REQUIRED ACTION – Reproduce all entries verbatim, with nothing added or dropped.

Stored data entries –
* * * *

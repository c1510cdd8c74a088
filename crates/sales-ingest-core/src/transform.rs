use std::process::Stdio;
use std::time::Instant;

use tokio::process::Command;
use tracing::info;

use crate::config::TransformSettings;
use crate::error::{IngestError, Result};

/// Runs the downstream SQL-transformation tool as a child process and waits for it.
///
/// Output is inherited so the tool's own logs land next to ours. The child is killed if
/// the future is dropped, which is how a run timeout reaches it.
pub async fn run_transform(settings: &TransformSettings) -> Result<()> {
    let mut command = Command::new(&settings.program);
    command
        .args(&settings.args)
        .stdin(Stdio::null())
        .kill_on_drop(true);
    if let Some(dir) = &settings.working_dir {
        command.current_dir(dir);
    }

    info!(
        program = %settings.program,
        args = ?settings.args,
        working_dir = ?settings.working_dir,
        "Starting transformation"
    );
    let started = Instant::now();

    let status = command
        .status()
        .await
        .map_err(|source| IngestError::TransformSpawn {
            program: settings.program.clone(),
            source,
        })?;

    if !status.success() {
        return Err(IngestError::TransformFailed(format!(
            "{} exited with {}",
            settings.program, status
        )));
    }

    info!(
        program = %settings.program,
        elapsed_ms = started.elapsed().as_millis() as u64,
        "Transformation finished"
    );
    Ok(())
}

* * * *

SOLUTION FOR THIS EXERCISE –
repository c1510cdd8c74a088
filename crates/sales-ingest-core/src/transform.rs
use std::process::Stdio;
use std::time::Instant;

use tokio::process::Command;
use tracing::info;

use crate::config::TransformSettings;
use crate::error::{IngestError, Result};

/// Runs the downstream SQL-transformation tool as a child process and waits for it.
///
/// Output is inherited so the tool's own logs land next to ours. The child is killed if
/// the future is dropped, which is how a run timeout reaches it.
pub async fn run_transform(settings: &TransformSettings) -> Result<()> {
    let mut command = Command::new(&settings.program);
    command
        .args(&settings.args)
        .stdin(Stdio::null())
        .kill_on_drop(true);
    if let Some(dir) = &settings.working_dir {
        command.current_dir(dir);
    }

    info!(
        program = %settings.program,
        args = ?settings.args,
        working_dir = ?settings.working_dir,
        "Starting transformation"
    );
    let started = Instant::now();

    let status = command
        .status()
        .await
        .map_err(|source| IngestError::TransformSpawn {
            program: settings.program.clone(),
            source,
        })?;

    if !status.success() {
        return Err(IngestError::TransformFailed(format!(
            "{} exited with {}",
            settings.program, status
        )));
    }

    info!(
        program = %settings.program,
        elapsed_ms = started.elapsed().as_millis() as u64,
        "Transformation finished"
    );
    Ok(())
}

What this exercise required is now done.